▶ [Exercise brief]:
Search the material for the string "Option", then return every line where it is found.

▶ [Extracted information]:
◇ ◇ ◇ ◇ ◇
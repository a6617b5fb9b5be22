//! `stockcast-forecast`
//!
//! **Responsibility:** short-horizon demand forecasting and reorder sizing.
//!
//! This crate is intentionally **not** part of the domain model:
//! - It must not depend on the product aggregate.
//! - It must not mutate state; every call is a pure function of its inputs.
//! - Inputs arrive as owned snapshots or anything implementing [`SalesHistory`].

pub mod daily;
pub mod engine;
pub mod history;

pub use daily::{DailyPlan, MAX_PLAN_DAYS, plan_daily};
pub use engine::{
    ForecastConfig, ForecastReport, Forecaster, MovingAverageForecaster, compute_forecast,
    compute_recommended_order, order_quantity, report,
};
pub use history::{SalePoint, SalesHistory, SalesSnapshot};
use std::sync::Arc;

use axum::{
    extract::{Extension, Path, Query},
    http::StatusCode,
    response::IntoResponse,
    routing::{get, post},
    Json, Router,
};

use crate::app::services::AppServices;
use crate::app::{dto, errors};

pub fn router() -> Router {
    Router::new()
        .route("/", post(register_product).get(list_products))
        .route("/:id", get(get_product))
        .route("/:id/sales", post(record_sale).get(list_sales))
        .route("/:id/forecast", get(get_forecast))
}

pub async fn register_product(
    Extension(services): Extension<Arc<AppServices>>,
    Json(body): Json<dto::RegisterProductRequest>,
) -> axum::response::Response {
    match services.register_product(&body.product_id, &body.name, body.shelf_life_days) {
        Ok(summary) => (StatusCode::CREATED, Json(summary)).into_response(),
        Err(e) => errors::domain_error_to_response(e),
    }
}

pub async fn list_products(Extension(services): Extension<Arc<AppServices>>) -> impl IntoResponse {
    let products = services.list_products();
    Json(serde_json::json!({
        "count": products.len(),
        "products": products,
    }))
}

pub async fn get_product(
    Extension(services): Extension<Arc<AppServices>>,
    Path(id): Path<String>,
) -> axum::response::Response {
    match services.product(&id) {
        Ok(summary) => (StatusCode::OK, Json(summary)).into_response(),
        Err(e) => errors::domain_error_to_response(e),
    }
}

pub async fn record_sale(
    Extension(services): Extension<Arc<AppServices>>,
    Path(id): Path<String>,
    Json(body): Json<dto::RecordSaleRequest>,
) -> axum::response::Response {
    let result = match body.date.as_deref() {
        Some(raw) => match dto::parse_sale_time(raw) {
            Ok(at) => services.record_sale_at(&id, body.quantity, at),
            Err(res) => return res,
        },
        None => services.record_sale(&id, body.quantity),
    };

    match result {
        Ok(receipt) => (StatusCode::CREATED, Json(receipt)).into_response(),
        Err(e) => errors::domain_error_to_response(e),
    }
}

pub async fn list_sales(
    Extension(services): Extension<Arc<AppServices>>,
    Path(id): Path<String>,
) -> axum::response::Response {
    match services.sales_history(&id) {
        Ok(sales) => (
            StatusCode::OK,
            Json(serde_json::json!({
                "product_id": id,
                "count": sales.len(),
                "sales": sales,
            })),
        )
            .into_response(),
        Err(e) => errors::domain_error_to_response(e),
    }
}

pub async fn get_forecast(
    Extension(services): Extension<Arc<AppServices>>,
    Path(id): Path<String>,
    Query(query): Query<dto::ForecastQuery>,
) -> axum::response::Response {
    let days = query.days.unwrap_or(dto::DEFAULT_FORECAST_DAYS);
    match services.get_forecast(&id, days) {
        Ok(report) => (StatusCode::OK, Json(report)).into_response(),
        Err(e) => errors::domain_error_to_response(e),
    }
}
//! HTTP API: server, routing, and request/response mapping.

pub mod app;
pub mod config;
pub mod middleware;

pub use config::{ApiConfig, ConfigError};
//! Line-oriented interactive front end over the inventory service.

pub mod shell;

pub use shell::{Shell, ShellError};
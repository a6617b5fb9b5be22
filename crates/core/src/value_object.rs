//! Value objects: equality by value, not identity.
//!
//! Day counts that drive forecasting (`Horizon`, `ShelfLife`) are validated once
//! at construction, so code holding one never has to re-check positivity.

use serde::{Deserialize, Serialize};

use crate::error::{DomainError, DomainResult};

/// Marker trait for value objects.
///
/// Value objects are **immutable** and **compared by value**. To "modify" one,
/// build a new one.
pub trait ValueObject: Clone + PartialEq + core::fmt::Debug {}

fn positive_days(days: i64, what: &str) -> DomainResult<u32> {
    if days <= 0 {
        return Err(DomainError::invalid_argument(format!(
            "invalid {what}: must be a positive integer"
        )));
    }
    u32::try_from(days).map_err(|_| {
        DomainError::invalid_argument(format!("invalid {what}: at most {} days", u32::MAX))
    })
}

/// Number of future days a forecast or order recommendation covers (>= 1).
#[derive(Debug, Copy, Clone, PartialEq, Eq, Hash, PartialOrd, Ord, Serialize, Deserialize)]
#[serde(try_from = "i64", into = "i64")]
pub struct Horizon(u32);

impl Horizon {
    /// A single-day horizon.
    pub const ONE_DAY: Horizon = Horizon(1);

    pub fn new(days: i64) -> DomainResult<Self> {
        positive_days(days, "horizon").map(Self)
    }

    pub fn days(self) -> u32 {
        self.0
    }
}

impl ValueObject for Horizon {}

impl TryFrom<i64> for Horizon {
    type Error = DomainError;

    fn try_from(value: i64) -> Result<Self, Self::Error> {
        Self::new(value)
    }
}

impl From<Horizon> for i64 {
    fn from(value: Horizon) -> Self {
        i64::from(value.0)
    }
}

/// Maximum number of days a unit stays sellable after receipt (>= 1).
#[derive(Debug, Copy, Clone, PartialEq, Eq, Hash, PartialOrd, Ord, Serialize, Deserialize)]
#[serde(try_from = "i64", into = "i64")]
pub struct ShelfLife(u32);

impl ShelfLife {
    pub fn new(days: i64) -> DomainResult<Self> {
        positive_days(days, "shelf life").map(Self)
    }

    pub fn days(self) -> u32 {
        self.0
    }
}

impl ValueObject for ShelfLife {}

impl TryFrom<i64> for ShelfLife {
    type Error = DomainError;

    fn try_from(value: i64) -> Result<Self, Self::Error> {
        Self::new(value)
    }
}

impl From<ShelfLife> for i64 {
    fn from(value: ShelfLife) -> Self {
        i64::from(value.0)
    }
}
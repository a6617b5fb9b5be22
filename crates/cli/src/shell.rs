//! The menu loop.
//!
//! Reads one answer per line. End of input behaves like choosing "Exit".

use std::io::{self, BufRead, Write};

use thiserror::Error;

use stockcast_core::DomainError;
use stockcast_infra::{InventoryService, ProductStore};

#[derive(Debug, Error)]
pub enum ShellError {
    #[error("terminal I/O failed: {0}")]
    Io(#[from] io::Error),
}

enum Input {
    Line(String),
    Eof,
}

enum Flow {
    Continue,
    Exit,
}

pub struct Shell<'a, S, R, W> {
    service: &'a InventoryService<S>,
    input: R,
    output: W,
}

impl<'a, S, R, W> Shell<'a, S, R, W>
where
    S: ProductStore,
    R: BufRead,
    W: Write,
{
    pub fn new(service: &'a InventoryService<S>, input: R, output: W) -> Self {
        Self {
            service,
            input,
            output,
        }
    }

    /// Run until the user exits or input ends.
    pub fn run(&mut self) -> Result<(), ShellError> {
        loop {
            writeln!(self.output, "\nInventory Management System")?;
            writeln!(self.output, "1. Add Product")?;
            writeln!(self.output, "2. Record Sale")?;
            writeln!(self.output, "3. Get Forecast")?;
            writeln!(self.output, "4. Exit")?;

            let choice = match self.prompt("\nEnter your choice (1-4): ")? {
                Input::Line(line) => line,
                Input::Eof => String::from("4"),
            };

            let flow = match choice.as_str() {
                "1" => self.add_product()?,
                "2" => self.record_sale()?,
                "3" => self.forecast()?,
                "4" => Flow::Exit,
                _ => {
                    writeln!(self.output, "Invalid choice! Please try again.")?;
                    Flow::Continue
                }
            };

            if let Flow::Exit = flow {
                writeln!(self.output, "Exiting...")?;
                self.output.flush()?;
                return Ok(());
            }
        }
    }

    fn prompt(&mut self, text: &str) -> Result<Input, ShellError> {
        write!(self.output, "{text}")?;
        self.output.flush()?;

        let mut line = String::new();
        if self.input.read_line(&mut line)? == 0 {
            return Ok(Input::Eof);
        }
        Ok(Input::Line(line.trim().to_string()))
    }

    /// Prompt for an integer. `Ok(None)` means "back to the menu" (after
    /// reporting the problem) and `Err` is terminal I/O failure only.
    fn prompt_int(&mut self, text: &str) -> Result<Option<i64>, ShellError> {
        let Input::Line(line) = self.prompt(text)? else {
            return Ok(None);
        };
        match line.parse::<i64>() {
            Ok(n) => Ok(Some(n)),
            Err(_) => {
                writeln!(self.output, "Please enter a whole number.")?;
                Ok(None)
            }
        }
    }

    fn prompt_line(&mut self, text: &str) -> Result<Option<String>, ShellError> {
        match self.prompt(text)? {
            Input::Line(line) => Ok(Some(line)),
            Input::Eof => Ok(None),
        }
    }

    fn report(&mut self, err: DomainError) -> Result<Flow, ShellError> {
        tracing::warn!(error = %err, "command rejected");
        match err {
            DomainError::NotFound(_) => writeln!(self.output, "Product not found!")?,
            other => writeln!(self.output, "Error: {other}")?,
        }
        Ok(Flow::Continue)
    }

    fn add_product(&mut self) -> Result<Flow, ShellError> {
        let Some(id) = self.prompt_line("Enter product ID: ")? else {
            return Ok(Flow::Exit);
        };
        let Some(name) = self.prompt_line("Enter product name: ")? else {
            return Ok(Flow::Exit);
        };
        let Some(shelf_life) = self.prompt_int("Enter shelf life (days): ")? else {
            return Ok(Flow::Continue);
        };

        match self.service.register_product(&id, &name, shelf_life) {
            Ok(summary) => {
                writeln!(self.output, "Product {} added successfully!", summary.name)?;
                Ok(Flow::Continue)
            }
            Err(e) => self.report(e),
        }
    }

    fn record_sale(&mut self) -> Result<Flow, ShellError> {
        let Some(id) = self.prompt_line("Enter product ID: ")? else {
            return Ok(Flow::Exit);
        };
        // Look the product up before asking for a quantity.
        let product = match self.service.product(&id) {
            Ok(p) => p,
            Err(e) => return self.report(e),
        };
        let Some(quantity) = self.prompt_int("Enter quantity sold: ")? else {
            return Ok(Flow::Continue);
        };

        match self.service.record_sale(&id, quantity) {
            Ok(receipt) => {
                writeln!(
                    self.output,
                    "Sale recorded for {} units of {}",
                    receipt.quantity, product.name
                )?;
                Ok(Flow::Continue)
            }
            Err(e) => self.report(e),
        }
    }

    fn forecast(&mut self) -> Result<Flow, ShellError> {
        let Some(id) = self.prompt_line("Enter product ID: ")? else {
            return Ok(Flow::Exit);
        };
        if let Err(e) = self.service.product(&id) {
            return self.report(e);
        }
        let Some(days) = self.prompt_int("Enter number of days to forecast: ")? else {
            return Ok(Flow::Continue);
        };

        match self.service.get_forecast(&id, days) {
            Ok(report) => {
                writeln!(self.output, "\nForecast for next {days} days:")?;
                writeln!(self.output, "- Predicted sales: {} units", report.predicted_units)?;
                writeln!(self.output, "- Recommended order: {} units", report.recommended_order)?;
                Ok(Flow::Continue)
            }
            Err(e) => self.report(e),
        }
    }
}

#[cfg(test)]
mod tests {
    use super::*;
    use stockcast_infra::InMemoryProductStore;

    fn run_script(service: &InventoryService<InMemoryProductStore>, script: &str) -> String {
        let mut out = Vec::new();
        Shell::new(service, script.as_bytes(), &mut out).run().unwrap();
        String::from_utf8(out).unwrap()
    }

    #[test]
    fn full_session_matches_apple_example() {
        let service = InventoryService::in_memory();
        let script = "1\nA1\nApple\n7\n2\nA1\n10\n2\nA1\n15\n2\nA1\n12\n3\nA1\n7\n4\n";
        let out = run_script(&service, script);

        assert!(out.contains("Product Apple added successfully!"));
        assert!(out.contains("Sale recorded for 15 units of Apple"));
        assert!(out.contains("Forecast for next 7 days:"));
        assert!(out.contains("- Predicted sales: 94 units"));
        assert!(out.contains("- Recommended order: 94 units"));
        assert!(out.trim_end().ends_with("Exiting..."));
    }

    #[test]
    fn unknown_product_and_bad_choice_are_reported() {
        let service = InventoryService::in_memory();
        let out = run_script(&service, "2\nnope\n9\n4\n");

        assert!(out.contains("Product not found!"));
        assert!(out.contains("Invalid choice! Please try again."));
    }

    #[test]
    fn domain_errors_keep_the_loop_running() {
        let service = InventoryService::in_memory();
        service.register_product("A1", "Apple", 7).unwrap();

        let out = run_script(&service, "3\nA1\n0\n1\nA1\nAgain\n7\n4\n");
        assert!(out.contains("invalid horizon: must be a positive integer"));
        assert!(out.contains("product already exists: A1"));
        assert_eq!(service.product("A1").unwrap().name, "Apple");
    }

    #[test]
    fn non_numeric_input_returns_to_menu() {
        let service = InventoryService::in_memory();
        let out = run_script(&service, "1\nA1\nApple\nseven\n4\n");

        assert!(out.contains("Please enter a whole number."));
        assert!(service.list_products().is_empty());
    }

    #[test]
    fn end_of_input_exits_cleanly() {
        let service = InventoryService::in_memory();
        let out = run_script(&service, "");
        assert!(out.contains("Exiting..."));

        let out = run_script(&service, "1\nA1\n");
        assert!(out.contains("Exiting..."));
        assert!(service.list_products().is_empty());
    }
}
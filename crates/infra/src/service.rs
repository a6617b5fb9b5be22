//! Application service: the operations every caller (HTTP, interactive loop)
//! goes through.
//!
//! Mutations run inside the store's per-product critical section. Forecasts copy
//! a [`SalesSnapshot`] under that same lock and compute outside it.

use chrono::{DateTime, NaiveDate, Utc};
use serde::{Deserialize, Serialize};
use tracing::{debug, info};

use stockcast_core::{Aggregate, DomainError, DomainResult, Entity, Horizon, ProductId, SaleId};
use stockcast_forecast::{
    DailyPlan, ForecastReport, Forecaster, MovingAverageForecaster, SalePoint, SalesSnapshot,
    plan_daily, report,
};
use stockcast_inventory::{Product, ProductCommand, RecordSale, RegisterProduct, SaleEvent};

use crate::store::{InMemoryProductStore, ProductStore};

/// Number of most recent sale events summed into `ProductSummary::recent_units`.
pub const RECENT_SALES_WINDOW: usize = 7;

/// Read model for one product.
#[derive(Debug, Clone, PartialEq, Eq, Serialize, Deserialize)]
pub struct ProductSummary {
    pub product_id: ProductId,
    pub name: String,
    pub inventory: i64,
    pub shelf_life_days: u32,
    pub sale_count: usize,
    pub recent_units: i64,
    pub total_units_sold: i64,
}

/// Result of recording one sale.
#[derive(Debug, Clone, PartialEq, Eq, Serialize, Deserialize)]
pub struct SaleReceipt {
    pub product_id: ProductId,
    pub sale_id: SaleId,
    pub quantity: i64,
    pub occurred_at: DateTime<Utc>,
    pub inventory: i64,
}

/// Aggregate view across every product.
#[derive(Debug, Clone, PartialEq, Eq, Serialize, Deserialize)]
pub struct Dashboard {
    pub product_count: usize,
    pub total_units_sold: i64,
    pub products: Vec<ProductSummary>,
}

fn summarize(product: &Product) -> ProductSummary {
    ProductSummary {
        product_id: product.id().clone(),
        name: product.name().to_string(),
        inventory: product.inventory(),
        shelf_life_days: product.shelf_life().map(|s| s.days()).unwrap_or_default(),
        sale_count: product.sales().len(),
        recent_units: product
            .recent_sales(RECENT_SALES_WINDOW)
            .iter()
            .fold(0i64, |total, s| total.saturating_add(s.quantity)),
        total_units_sold: product.total_units_sold(),
    }
}

fn snapshot_of(product: &Product) -> DomainResult<SalesSnapshot> {
    let shelf_life = product
        .shelf_life()
        .ok_or_else(|| DomainError::not_found(product.id().as_str()))?;

    Ok(SalesSnapshot {
        product_id: product.id().clone(),
        shelf_life,
        inventory: product.inventory(),
        sales: product
            .sales()
            .iter()
            .map(|s| SalePoint {
                occurred_at: s.occurred_at,
                quantity: s.quantity,
            })
            .collect(),
    })
}

/// Inventory + forecasting operations over an injected store and forecaster.
#[derive(Debug)]
pub struct InventoryService<S, F = MovingAverageForecaster> {
    store: S,
    forecaster: F,
}

impl InventoryService<InMemoryProductStore> {
    /// Fresh in-memory service with the default forecaster.
    pub fn in_memory() -> Self {
        Self::new(InMemoryProductStore::new(), MovingAverageForecaster::default())
    }
}

impl<S, F> InventoryService<S, F>
where
    S: ProductStore,
    F: Forecaster,
{
    pub fn new(store: S, forecaster: F) -> Self {
        Self { store, forecaster }
    }

    pub fn store(&self) -> &S {
        &self.store
    }

    pub fn forecaster(&self) -> &F {
        &self.forecaster
    }

    pub fn register_product(
        &self,
        product_id: &str,
        name: &str,
        shelf_life_days: i64,
    ) -> DomainResult<ProductSummary> {
        let product_id = ProductId::new(product_id)?;
        let product = Product::register(RegisterProduct {
            product_id: product_id.clone(),
            name: name.to_string(),
            shelf_life_days,
            occurred_at: Utc::now(),
        })?;
        let summary = summarize(&product);

        self.store.insert(product)?;
        info!(product_id = %product_id, shelf_life_days, "product registered");
        Ok(summary)
    }

    pub fn record_sale(&self, product_id: &str, quantity: i64) -> DomainResult<SaleReceipt> {
        self.record_sale_at(product_id, quantity, Utc::now())
    }

    /// Record a sale with an explicit business time. The ledger keeps recording
    /// order even when `occurred_at` is earlier than existing entries.
    pub fn record_sale_at(
        &self,
        product_id: &str,
        quantity: i64,
        occurred_at: DateTime<Utc>,
    ) -> DomainResult<SaleReceipt> {
        let product_id = ProductId::new(product_id)?;
        if quantity < 0 {
            return Err(DomainError::invalid_argument(
                "invalid quantity: must not be negative",
            ));
        }

        let sale_id = SaleId::new();
        let cmd = ProductCommand::RecordSale(RecordSale {
            product_id: product_id.clone(),
            sale_id,
            quantity,
            occurred_at,
        });

        let inventory = self.store.update(&product_id, |product| {
            product.execute(&cmd)?;
            Ok(product.inventory())
        })?;

        info!(product_id = %product_id, quantity, inventory, "sale recorded");
        Ok(SaleReceipt {
            product_id,
            sale_id,
            quantity,
            occurred_at,
            inventory,
        })
    }

    pub fn get_forecast(&self, product_id: &str, horizon_days: i64) -> DomainResult<ForecastReport> {
        let horizon = Horizon::new(horizon_days)?;
        let product_id = ProductId::new(product_id)?;
        let snapshot = self.store.read(&product_id, snapshot_of)??;

        let forecast = report(&self.forecaster, &snapshot, horizon);
        debug!(
            product_id = %product_id,
            horizon_days,
            sales = snapshot.sales.len(),
            predicted_units = forecast.predicted_units,
            recommended_order = forecast.recommended_order,
            "forecast computed"
        );
        Ok(forecast)
    }

    pub fn daily_forecast(
        &self,
        product_id: &str,
        start: NaiveDate,
        end: NaiveDate,
    ) -> DomainResult<DailyPlan> {
        let product_id = ProductId::new(product_id)?;
        let snapshot = self.store.read(&product_id, snapshot_of)??;

        let plan = plan_daily(&self.forecaster, &snapshot, start, end)?;
        debug!(
            product_id = %product_id,
            %start,
            %end,
            total_predicted = plan.total_predicted(),
            total_ordered = plan.total_ordered(),
            "daily plan computed"
        );
        Ok(plan)
    }

    pub fn product(&self, product_id: &str) -> DomainResult<ProductSummary> {
        let product_id = ProductId::new(product_id)?;
        self.store.read(&product_id, summarize)
    }

    pub fn sales_history(&self, product_id: &str) -> DomainResult<Vec<SaleEvent>> {
        let product_id = ProductId::new(product_id)?;
        self.store.read(&product_id, |p| p.sales().to_vec())
    }

    /// Every product, sorted by id.
    pub fn list_products(&self) -> Vec<ProductSummary> {
        self.store
            .ids()
            .iter()
            .filter_map(|id| self.store.read(id, summarize).ok())
            .collect()
    }

    pub fn dashboard(&self) -> Dashboard {
        let products = self.list_products();
        Dashboard {
            product_count: products.len(),
            total_units_sold: products
                .iter()
                .fold(0i64, |total, p| total.saturating_add(p.total_units_sold)),
            products,
        }
    }
}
◇ ◇ ◇ ◇ ◇
▶ [Answer section]:
    fn prompt_int(&mut self, text: &str) -> Result<Option<i64>, ShellError> {
    fn prompt_line(&mut self, text: &str) -> Result<Option<String>, ShellError> {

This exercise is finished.